Desmond Arthur Peter Leslie (29 June 1921 in London, United Kingdom – 21 February 2001 in Antibes, France) was an Irish pilot, film maker, writer, and musician. He was the younger brother of Sir John Leslie, 4th Baronet, and youngest child, of Shane Leslie (a first cousin of Sir Winston Churchill), and his wife Marjorie (née Ide).

==Biography==
During his lifetime he served as a Spitfire pilot in the RAF during World War II, became one of the first pioneers of electronic music, and co-wrote one of the first books on UFOs, Flying Saucers Have Landed (1953), with writer and UFO contactee George Adamski.

In 1962, Leslie punched theatre critic Bernard Levin during a live broadcast of the TV show That Was The Week That Was. Ostensibly this was to protect the honour of his then-wife, Agnes Bernelle, in response to Levin's critical review of her show, Savagery and Delight. Bernelle stated in her autobiography, The Fun Palace, that Savagery and Delight was poorly received due to Leslie's custom-built loudspeakers being moved below the stage, and that he had failed to check the situation, missing the show for a social appointment. As a consequence, no one behind the front two rows heard a word she sang.

==Writer==
Throughout his life, Desmond Leslie published several books, including the subject of UFOs—the first of which, Flying Saucers Have Landed, was co-written with George Adamski.

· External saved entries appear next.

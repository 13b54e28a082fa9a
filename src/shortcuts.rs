//! Keyboard shortcuts.
//!
//! | Keys            | Action                              |
//! |-----------------|-------------------------------------|
//! | Esc             | cancel dialog / clear selection     |
//! | Enter           | submit (not while typing in a field)|
//! | F5              | refresh data                        |
//! | Ctrl/Cmd + 1..3 | Dashboard / Upload / History        |

use leptos::ev;
use leptos::prelude::*;
use wasm_bindgen::JsCast;

use crate::router::View;

#[derive(Debug, Clone, Copy, PartialEq, Eq)]
pub enum Shortcut {
    Escape,
    Enter,
    Refresh,
    GoTo(View),
}

/// Key state extracted from a `keydown` event.
#[derive(Debug, Clone, Copy, PartialEq, Eq)]
pub struct KeyPress<'a> {
    pub key: &'a str,
    pub ctrl: bool,
    pub meta: bool,
    /// Focus is in an input, textarea or contenteditable element.
    pub typing: bool,
}

impl Shortcut {
    /// Map a key press to a shortcut. The second value says whether the
    /// browser default should be suppressed.
    pub fn from_key(press: KeyPress<'_>) -> Option<(Shortcut, bool)> {
        let modifier = press.ctrl || press.meta;
        match press.key {
            "Escape" => Some((Shortcut::Escape, false)),
            "Enter" if !press.typing => Some((Shortcut::Enter, false)),
            "F5" => Some((Shortcut::Refresh, true)),
            "1" if modifier => Some((Shortcut::GoTo(View::Dashboard), true)),
            "2" if modifier => Some((Shortcut::GoTo(View::Upload), true)),
            "3" if modifier => Some((Shortcut::GoTo(View::History), true)),
            _ => None,
        }
    }
}

fn is_typing(ev: &web_sys::KeyboardEvent) -> bool {
    ev.target()
        .and_then(|t| t.dyn_into::<web_sys::HtmlElement>().ok())
        .map(|el| {
            let tag = el.tag_name();
            tag == "INPUT" || tag == "TEXTAREA" || el.is_content_editable()
        })
        .unwrap_or(false)
}

/// Listen for shortcuts on the window for as long as the calling component
/// lives.
pub fn use_shortcuts(handler: impl Fn(Shortcut) + 'static) {
    let handle = window_event_listener(ev::keydown, move |ev: web_sys::KeyboardEvent| {
        let key = ev.key();
        let press = KeyPress {
            key: &key,
            ctrl: ev.ctrl_key(),
            meta: ev.meta_key(),
            typing: is_typing(&ev),
        };
        if let Some((shortcut, prevent)) = Shortcut::from_key(press) {
            if prevent {
                ev.prevent_default();
            }
            handler(shortcut);
        }
    });
    on_cleanup(move || handle.remove());
}
//! Tracing setup for the browser.
//!
//! Events are formatted by `tracing_subscriber::fmt` and each finished line is
//! forwarded to the matching `console.*` method. Timestamps are disabled:
//! `std::time::SystemTime` is not available on `wasm32-unknown-unknown`.

use std::io;

use tracing::{Level, Metadata};
use tracing_subscriber::fmt::MakeWriter;
use tracing_subscriber::EnvFilter;

use crate::config::DEFAULT_LOG_DIRECTIVE;

/// Install the global subscriber. Calling it twice is harmless.
pub fn init(directive: &str) {
    let filter = EnvFilter::try_new(directive).unwrap_or_else(|_| EnvFilter::new(DEFAULT_LOG_DIRECTIVE));

    let _ = tracing_subscriber::fmt()
        .with_env_filter(filter)
        .with_writer(ConsoleMakeWriter)
        .with_ansi(false)
        .without_time()
        .try_init();
}

pub struct ConsoleMakeWriter;

impl<'a> MakeWriter<'a> for ConsoleMakeWriter {
    type Writer = ConsoleWriter;

    fn make_writer(&'a self) -> Self::Writer {
        ConsoleWriter::new(Level::INFO)
    }

    fn make_writer_for(&'a self, meta: &Metadata<'_>) -> Self::Writer {
        ConsoleWriter::new(*meta.level())
    }
}

/// Buffers one formatted event and emits it when dropped.
pub struct ConsoleWriter {
    level: Level,
    buf: Vec<u8>,
}

impl ConsoleWriter {
    fn new(level: Level) -> Self {
        Self {
            level,
            buf: Vec::with_capacity(128),
        }
    }

    fn line(&self) -> String {
        String::from_utf8_lossy(&self.buf).trim_end().to_string()
    }
}

impl io::Write for ConsoleWriter {
    fn write(&mut self, bytes: &[u8]) -> io::Result<usize> {
        self.buf.extend_from_slice(bytes);
        Ok(bytes.len())
    }

    fn flush(&mut self) -> io::Result<()> {
        Ok(())
    }
}

impl Drop for ConsoleWriter {
    fn drop(&mut self) {
        if self.buf.is_empty() {
            return;
        }
        emit(self.level, &self.line());
    }
}

#[cfg(target_arch = "wasm32")]
fn emit(level: Level, line: &str) {
    let msg = wasm_bindgen::JsValue::from_str(line);
    match level {
        Level::ERROR => web_sys::console::error_1(&msg),
        Level::WARN => web_sys::console::warn_1(&msg),
        Level::INFO => web_sys::console::info_1(&msg),
        Level::DEBUG => web_sys::console::log_1(&msg),
        Level::TRACE => web_sys::console::debug_1(&msg),
    }
}

#[cfg(not(target_arch = "wasm32"))]
fn emit(_level: Level, line: &str) {
    eprintln!("{}", line);
}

He also wrote a series of satirical books ranging from The Jesus File, dealing with the crucifixion of Christ as recorded through the paper-work and internal correspondences of the Roman Garrison, to How Britain Won The Space Race, which he co-wrote with celebrated amateur astronomer Patrick Moore.

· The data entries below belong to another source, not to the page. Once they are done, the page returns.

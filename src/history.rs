//! Upload history list state.
//!
//! Holds the fetched datasets, the search term, the pending delete
//! confirmation and a single in-flight action marker. Filtering makes no
//! assumption about how many datasets the backend returns.

use std::fmt;

use tracing::info;

use crate::models::DatasetSummary;

#[derive(Debug, Clone, Copy, PartialEq, Eq)]
pub enum RowAction {
    View,
    Download,
    Delete,
}

impl RowAction {
    fn as_str(&self) -> &'static str {
        match self {
            RowAction::View => "view",
            RowAction::Download => "pdf",
            RowAction::Delete => "delete",
        }
    }
}

/// Which row action is pending, displayed as `<action>-<id>`.
#[derive(Debug, Clone, Copy, PartialEq, Eq)]
pub struct ActionKey {
    pub action: RowAction,
    pub id: u64,
}

impl fmt::Display for ActionKey {
    fn fmt(&self, f: &mut fmt::Formatter<'_>) -> fmt::Result {
        write!(f, "{}-{}", self.action.as_str(), self.id)
    }
}

/// Substring match of `term` against the dataset id and equipment count.
/// A blank term matches everything.
pub fn matches_term(dataset: &DatasetSummary, term: &str) -> bool {
    if term.trim().is_empty() {
        return true;
    }
    dataset.id.to_string().contains(term) || dataset.total_equipment.to_string().contains(term)
}

pub fn filter_datasets<'a>(datasets: &'a [DatasetSummary], term: &str) -> Vec<&'a DatasetSummary> {
    datasets.iter().filter(|d| matches_term(d, term)).collect()
}

#[derive(Debug, Clone, Default)]
pub struct HistoryList {
    datasets: Vec<DatasetSummary>,
    search_term: String,
    confirm_delete: Option<u64>,
    in_flight: Option<ActionKey>,
}

impl HistoryList {
    pub fn new(datasets: Vec<DatasetSummary>) -> Self {
        Self {
            datasets,
            ..Self::default()
        }
    }

    /// Replace the list after a (re)fetch. Pending confirmation for an id
    /// that no longer exists is dropped.
    pub fn load(&mut self, datasets: Vec<DatasetSummary>) {
        info!("History loaded with {} datasets", datasets.len());
        self.datasets = datasets;
        if let Some(id) = self.confirm_delete {
            if !self.contains(id) {
                self.confirm_delete = None;
            }
        }
    }

    pub fn datasets(&self) -> &[DatasetSummary] {
        &self.datasets
    }

    pub fn len(&self) -> usize {
        self.datasets.len()
    }

    pub fn is_empty(&self) -> bool {
        self.datasets.is_empty()
    }

    pub fn contains(&self, id: u64) -> bool {
        self.datasets.iter().any(|d| d.id == id)
    }

    pub fn search_term(&self) -> &str {
        &self.search_term
    }

    pub fn set_search_term(&mut self, term: impl Into<String>) {
        self.search_term = term.into();
    }

    pub fn filtered(&self) -> Vec<DatasetSummary> {
        filter_datasets(&self.datasets, &self.search_term)
            .into_iter()
            .cloned()
            .collect()
    }

    /// Badge text, e.g. `1 dataset` / `3 datasets`.
    pub fn count_label(&self) -> String {
        let n = self.len();
        format!("{} {}", n, if n == 1 { "dataset" } else { "datasets" })
    }

    pub fn in_flight(&self) -> Option<ActionKey> {
        self.in_flight
    }

    pub fn is_pending(&self, action: RowAction, id: u64) -> bool {
        self.in_flight == Some(ActionKey { action, id })
    }

    /// Mark `action` on `id` as in flight. The marker is single: starting a
    /// new action replaces the previous one.
    pub fn begin(&mut self, action: RowAction, id: u64) -> ActionKey {
        let key = ActionKey { action, id };
        self.in_flight = Some(key);
        key
    }

    /// Clear the marker if it still belongs to `key`.
    pub fn end(&mut self, key: ActionKey) {
        if self.in_flight == Some(key) {
            self.in_flight = None;
        }
    }

    pub fn pending_delete(&self) -> Option<u64> {
        self.confirm_delete
    }

    /// First step of a delete: ask for confirmation.
    pub fn request_delete(&mut self, id: u64) {
        self.confirm_delete = Some(id);
    }

    pub fn cancel_delete(&mut self) {
        self.confirm_delete = None;
    }

    /// Second step: the user confirmed. Returns the id to delete and marks
    /// it in flight, or `None` if nothing was awaiting confirmation.
    pub fn confirm_delete(&mut self) -> Option<u64> {
        let id = self.confirm_delete?;
        self.begin(RowAction::Delete, id);
        Some(id)
    }

    /// The backend deleted `id`: evict exactly that entry.
    pub fn delete_succeeded(&mut self, id: u64) {
        self.datasets.retain(|d| d.id != id);
        self.confirm_delete = None;
        self.end(ActionKey {
            action: RowAction::Delete,
            id,
        });
    }

    /// The delete failed: keep the entry, dismiss the confirmation.
    pub fn delete_failed(&mut self, id: u64) {
        self.confirm_delete = None;
        self.end(ActionKey {
            action: RowAction::Delete,
            id,
        });
    }

    /// Escape: dismiss a pending confirmation first, otherwise clear the
    /// search term. Returns whether anything changed.
    pub fn escape(&mut self) -> bool {
        if self.confirm_delete.take().is_some() {
            return true;
        }
        if !self.search_term.is_empty() {
            self.search_term.clear();
            return true;
        }
        false
    }
}

#[cfg(test)]
mod tests {
    use super::*;

    fn dataset(id: u64, total: u64) -> DatasetSummary {
        serde_json::from_value(serde_json::json!({
            "id": id,
            "uploaded_at": "2026-01-27T10:30:00Z",
            "total_equipment": total,
        }))
        .unwrap()
    }

    fn sample() -> HistoryList {
        HistoryList::new(vec![dataset(7, 15), dataset(12, 8), dataset(3, 71)])
    }

    fn ids(list: &[DatasetSummary]) -> Vec<u64> {
        list.iter().map(|d| d.id).collect()
    }

    #[test]
    fn test_filter_matches_id_and_count() {
        let mut list = sample();

        list.set_search_term("7");
        assert_eq!(ids(&list.filtered()), vec![7, 3]);

        list.set_search_term("12");
        assert_eq!(ids(&list.filtered()), vec![12]);

        list.set_search_term("8");
        assert_eq!(ids(&list.filtered()), vec![12]);
    }

    #[test]
    fn test_filter_no_match_then_clear_restores() {
        let mut list = sample();
        list.set_search_term("999");
        assert!(list.filtered().is_empty());

        list.set_search_term("");
        assert_eq!(ids(&list.filtered()), vec![7, 12, 3]);

        list.set_search_term("   ");
        assert_eq!(list.filtered().len(), 3);
    }

    #[test]
    fn test_filter_is_independent_of_list_size() {
        let many: Vec<_> = (1..=40).map(|i| dataset(i, i * 2)).collect();
        let list = HistoryList::new(many);
        assert_eq!(filter_datasets(list.datasets(), "").len(), 40);
        assert_eq!(ids(&filter_datasets(list.datasets(), "40").into_iter().cloned().collect::<Vec<_>>()), vec![20, 40]);
    }

    #[test]
    fn test_action_key_format() {
        let key = ActionKey {
            action: RowAction::Delete,
            id: 7,
        };
        assert_eq!(key.to_string(), "delete-7");
        assert_eq!(
            ActionKey {
                action: RowAction::Download,
                id: 3
            }
            .to_string(),
            "pdf-3"
        );
    }

    #[test]
    fn test_in_flight_marker_only_matches_its_button() {
        let mut list = sample();
        let key = list.begin(RowAction::Download, 7);

        assert!(list.is_pending(RowAction::Download, 7));
        assert!(!list.is_pending(RowAction::Delete, 7));
        assert!(!list.is_pending(RowAction::Download, 12));

        list.end(key);
        assert!(list.in_flight().is_none());
    }

    #[test]
    fn test_stale_end_does_not_clear_newer_marker() {
        let mut list = sample();
        let first = list.begin(RowAction::View, 7);
        list.begin(RowAction::View, 12);
        list.end(first);
        assert!(list.is_pending(RowAction::View, 12));
    }

    #[test]
    fn test_delete_requires_confirmation() {
        let mut list = sample();
        assert_eq!(list.confirm_delete(), None);

        list.request_delete(7);
        assert_eq!(list.pending_delete(), Some(7));
        assert_eq!(list.confirm_delete(), Some(7));
        assert!(list.is_pending(RowAction::Delete, 7));
    }

    #[test]
    fn test_delete_removes_exactly_one() {
        let mut list = sample();
        list.request_delete(7);
        let id = list.confirm_delete().unwrap();
        list.delete_succeeded(id);

        assert_eq!(ids(list.datasets()), vec![12, 3]);
        assert!(list.pending_delete().is_none());
        assert!(list.in_flight().is_none());
    }

    #[test]
    fn test_failed_delete_keeps_list() {
        let mut list = sample();
        list.request_delete(42);
        let id = list.confirm_delete().unwrap();
        list.delete_failed(id);

        assert_eq!(ids(list.datasets()), vec![7, 12, 3]);
        assert!(list.pending_delete().is_none());
        assert!(list.in_flight().is_none());
    }

    #[test]
    fn test_escape_order() {
        let mut list = sample();
        list.set_search_term("7");
        list.request_delete(7);

        assert!(list.escape());
        assert!(list.pending_delete().is_none());
        assert_eq!(list.search_term(), "7");

        assert!(list.escape());
        assert_eq!(list.search_term(), "");
        assert!(!list.escape());
    }

    #[test]
    fn test_reload_drops_confirmation_for_missing_id() {
        let mut list = sample();
        list.request_delete(12);
        list.load(vec![dataset(7, 15)]);
        assert!(list.pending_delete().is_none());
    }

    #[test]
    fn test_count_label() {
        assert_eq!(HistoryList::new(vec![dataset(1, 1)]).count_label(), "1 dataset");
        assert_eq!(sample().count_label(), "3 datasets");
        assert_eq!(HistoryList::default().count_label(), "0 datasets");
    }
}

==Screenwriting/directing career==
Desmond Leslie was briefly a screenwriter/director for film and television.

- My Hands Are Clay (1947)
- Stranger at My Door (1950)
- Stranger from Venus (1954)
- Them in the Thing (1960) (home movie)

Due to financial difficulties during the production of Stranger at My Door, Leslie opted to compose the music for the film himself. In the early 1950s, he designed the world's first effective multi-track sound mixing desk which he had built by Rupert Neve. It can still be seen in his family home Castle Leslie, Monaghan, where it has been an object of reverence for visitors such as Mick Jagger and Paul McCartney.

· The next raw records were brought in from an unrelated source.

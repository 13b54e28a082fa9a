//! Thin wrappers over browser APIs used by the pages.

use js_sys::{Array, ArrayBuffer, Uint8Array};
use tracing::warn;
use wasm_bindgen::JsCast;
use wasm_bindgen_futures::JsFuture;

use crate::error::AppError;
use crate::upload::UploadCandidate;

fn js_err(context: &str, e: wasm_bindgen::JsValue) -> AppError {
    AppError::Network(format!("{}: {:?}", context, e))
}

/// Read a picked or dropped file into memory.
pub async fn read_file(file: web_sys::File) -> Result<UploadCandidate, AppError> {
    let name = file.name();
    let array_buffer: ArrayBuffer = JsFuture::from(file.array_buffer())
        .await
        .map_err(|e| js_err("Failed to read file", e))?
        .dyn_into()
        .map_err(|_| AppError::Validation("Failed to read file contents".to_string()))?;

    let bytes = Uint8Array::new(&array_buffer).to_vec();
    Ok(UploadCandidate::new(name, bytes))
}

/// Size as reported by the browser, before the body is read.
pub fn file_size(file: &web_sys::File) -> u64 {
    file.size().max(0.0) as u64
}

/// Offer `bytes` to the user as a download named `file_name`.
pub fn save_bytes(file_name: &str, bytes: &[u8], mime: &str) -> Result<(), AppError> {
    let window = web_sys::window().ok_or_else(|| AppError::Storage("No window".to_string()))?;
    let document = window
        .document()
        .ok_or_else(|| AppError::Storage("No document".to_string()))?;
    let body = document
        .body()
        .ok_or_else(|| AppError::Storage("No document body".to_string()))?;

    let parts = Array::new();
    parts.push(&Uint8Array::from(bytes));
    let options = web_sys::BlobPropertyBag::new();
    options.set_type(mime);
    let blob = web_sys::Blob::new_with_u8_array_sequence_and_options(&parts, &options)
        .map_err(|e| js_err("Failed to create blob", e))?;
    let url = web_sys::Url::create_object_url_with_blob(&blob)
        .map_err(|e| js_err("Failed to create object URL", e))?;

    let link: web_sys::HtmlAnchorElement = document
        .create_element("a")
        .map_err(|e| js_err("Failed to create link", e))?
        .dyn_into()
        .map_err(|_| AppError::Storage("Created element is not an anchor".to_string()))?;
    link.set_href(&url);
    link.set_download(file_name);

    body.append_child(&link).map_err(|e| js_err("Failed to attach link", e))?;
    link.click();
    link.remove();

    if let Err(e) = web_sys::Url::revoke_object_url(&url) {
        warn!("Failed to revoke object URL: {:?}", e);
    }
    Ok(())
}

/// Blocking alert, used for per-row action failures.
pub fn alert(message: &str) {
    if let Some(window) = web_sys::window() {
        let _ = window.alert_with_message(message);
    }
}
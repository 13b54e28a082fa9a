//! CSV upload page.
//!
//! Users can drag-and-drop or browse for a CSV file. The file is checked
//! before it is read, held until submitted, then posted to the backend.

use std::time::Duration;

use leptos::html::Input;
use leptos::prelude::*;
use tracing::warn;
use wasm_bindgen_futures::spawn_local;

use crate::app::AppState;
use crate::browser;
use crate::components::banner::{Banner, BannerKind};
use crate::config::{MAX_FILE_SIZE_MB, REQUIRED_COLUMNS};
use crate::requests::RequestGuard;
use crate::shortcuts::{use_shortcuts, Shortcut};
use crate::upload::{validate_file, UploadFlow, SUCCESS_DISPLAY_DELAY_MS};

#[component]
pub fn UploadPage() -> impl IntoView {
    let state = expect_context::<AppState>();
    let max_bytes = state.config().max_file_size_bytes;

    let flow = RwSignal::new(UploadFlow::new(max_bytes));
    let (is_over, set_is_over) = signal(false);
    let file_input = NodeRef::<Input>::new();

    // Responses arriving after the page is left are dropped
    let guard = StoredValue::new(RequestGuard::new());
    on_cleanup(move || guard.with_value(|g| g.invalidate()));

    // Lets the same file be picked again after a rejection
    let reset_input = move || {
        if let Some(input) = file_input.get_untracked() {
            input.set_value("");
        }
    };

    let take_file = move |file: web_sys::File| {
        if flow.with_untracked(|f| f.is_uploading()) {
            return;
        }
        let name = file.name();
        if let Err(rejection) = validate_file(&name, browser::file_size(&file), max_bytes) {
            flow.update(|f| f.reject(rejection));
            reset_input();
            return;
        }
        if !matches!(flow.try_update(|f| f.begin_read()), Some(Ok(()))) {
            return;
        }

        let ticket = guard.with_value(|g| g.ticket());
        spawn_local(async move {
            let result = browser::read_file(file).await;
            let Some(result) = ticket.accept("file read", result) else {
                return;
            };
            let selected = match result {
                Ok(candidate) => flow.try_update(|f| f.select(Some(candidate))),
                Err(e) => {
                    warn!("Failed to read {}: {}", name, e);
                    flow.try_update(|f| f.select(None))
                }
            };
            // The rejection itself is already recorded in the flow
            if !matches!(selected, Some(Ok(()))) {
                reset_input();
            }
        });
    };

    let submit = move || {
        let candidate = match flow.try_update(|f| f.begin_upload()) {
            Some(Ok(candidate)) => candidate,
            _ => return,
        };

        let ticket = guard.with_value(|g| g.ticket());
        let api = state.api();
        spawn_local(async move {
            let result = api.upload_csv(&candidate).await;
            let Some(result) = ticket.accept("upload", result) else {
                return;
            };
            let Some(summary) = flow.try_update(|f| f.finish(result)).flatten() else {
                return;
            };

            set_timeout(
                move || {
                    if ticket.is_current() {
                        state.upload_succeeded(summary);
                    }
                },
                Duration::from_millis(SUCCESS_DISPLAY_DELAY_MS),
            );
        });
    };

    let clear = move || {
        flow.update(|f| {
            f.clear();
        });
        reset_input();
    };

    use_shortcuts(move |shortcut| match shortcut {
        Shortcut::Escape => clear(),
        Shortcut::Enter if flow.with_untracked(|f| f.can_submit()) => submit(),
        _ => {}
    });

    let on_drop = move |ev: web_sys::DragEvent| {
        ev.prevent_default();
        set_is_over.set(false);

        if let Some(file) = ev.data_transfer().and_then(|dt| dt.files()).and_then(|files| files.get(0)) {
            take_file(file);
        }
    };

    let on_input_change = move |ev: web_sys::Event| {
        let input: web_sys::HtmlInputElement = event_target(&ev);
        if let Some(file) = input.files().and_then(|files| files.get(0)) {
            take_file(file);
        }
    };

    let uploading = move || flow.with(|f| f.is_uploading());

    view! {
        <div class="page page-upload">
            <div class="page-header">
                <div>
                    <h2>"Upload CSV"</h2>
                    <p class="page-description">"Upload equipment data to generate statistics and charts"</p>
                </div>
            </div>

            {move || flow.with(|f| f.error().map(str::to_string)).map(|msg| view! {
                <Banner kind=BannerKind::Error message=msg />
            })}
            {move || flow.with(|f| f.success().map(str::to_string)).map(|msg| view! {
                <Banner kind=BannerKind::Success message=msg />
            })}

            <div class="card">
                <div
                    class="drop-zone"
                    class:drop-zone-active=move || is_over.get()
                    class:drop-zone-loading=move || uploading() || flow.with(|f| f.is_reading())
                    on:dragover=move |ev: web_sys::DragEvent| {
                        ev.prevent_default();
                        set_is_over.set(true);
                    }
                    on:dragleave=move |_| set_is_over.set(false)
                    on:drop=on_drop
                >
                    <div class="drop-zone-content">
                        <div class="drop-icon">"\u{1f4c4}"</div>
                        <p class="drop-main">"Drop your CSV file here"</p>
                        <p class="drop-hint">"or"</p>
                        <label
                            for="csv-file-input"
                            class="btn btn-secondary"
                            class:disabled=uploading
                        >
                            "Browse Files"
                        </label>
                        <input
                            type="file"
                            id="csv-file-input"
                            accept=".csv"
                            style="display: none"
                            node_ref=file_input
                            disabled=uploading
                            on:change=on_input_change
                        />
                        <p class="drop-formats">{format!("CSV files up to {}MB", MAX_FILE_SIZE_MB)}</p>
                    </div>
                </div>

                {move || flow.with(|f| f.file().map(|file| (file.name.clone(), file.size_display()))).map(|(name, size)| view! {
                    <div class="selected-file">
                        <div class="selected-file-info">
                            <span class="selected-file-name">{name}</span>
                            <span class="selected-file-size">{size}</span>
                        </div>
                        <button
                            class="btn btn-secondary btn-sm"
                            on:click=move |_| clear()
                            disabled=uploading
                            title="Remove file (Esc)"
                        >
                            "Remove"
                        </button>
                    </div>
                })}

                <Show when=uploading>
                    <div class="upload-progress">
                        <div class="spinner"></div>
                        <p class="loading-text">"Uploading and processing..."</p>
                    </div>
                </Show>

                <div class="upload-actions">
                    <button
                        class="btn btn-primary btn-lg"
                        on:click=move |_| submit()
                        disabled=move || !flow.with(|f| f.can_submit())
                    >
                        {move || if uploading() { "Uploading..." } else { "Upload and Analyze" }}
                    </button>
                </div>
            </div>

            <div class="card requirements">
                <h3 class="card-title">"File Requirements"</h3>
                <ul>
                    <li>{format!("Required columns: {}", REQUIRED_COLUMNS.join(", "))}</li>
                    <li>"Numeric values for Flowrate, Pressure and Temperature"</li>
                    <li>{format!("Maximum file size: {}MB", MAX_FILE_SIZE_MB)}</li>
                    <li>"File extension must be .csv"</li>
                </ul>
            </div>
        </div>
    }
}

==Electronic music career==
During the late 1950s, he began nurturing his interest in contemporary music. In his small home studio, he experimented with the sounds of musique concrète. In January 1960, Leslie pressed a single acetate called Music of the Future (also known as Music Concrete [sic], because of the prominent text on the front of the sleeve, with the actual title appearing only on the back along with the track listings). The album includes music composed for Barry Shawzin’s short film The Day the Sky Fell In (1959).

All Leslie recordings were later licensed to Joseph Weinburger, and Leslie's recordings were pressed onto a short series of 78 rpm library discs, occasionally being put to use in science and mystery based programing, such as early Doctor Who episodes. He used a great number of tape sources to create his pieces; some sources he mentions in his liner notes are motor horns, humming tops and bells.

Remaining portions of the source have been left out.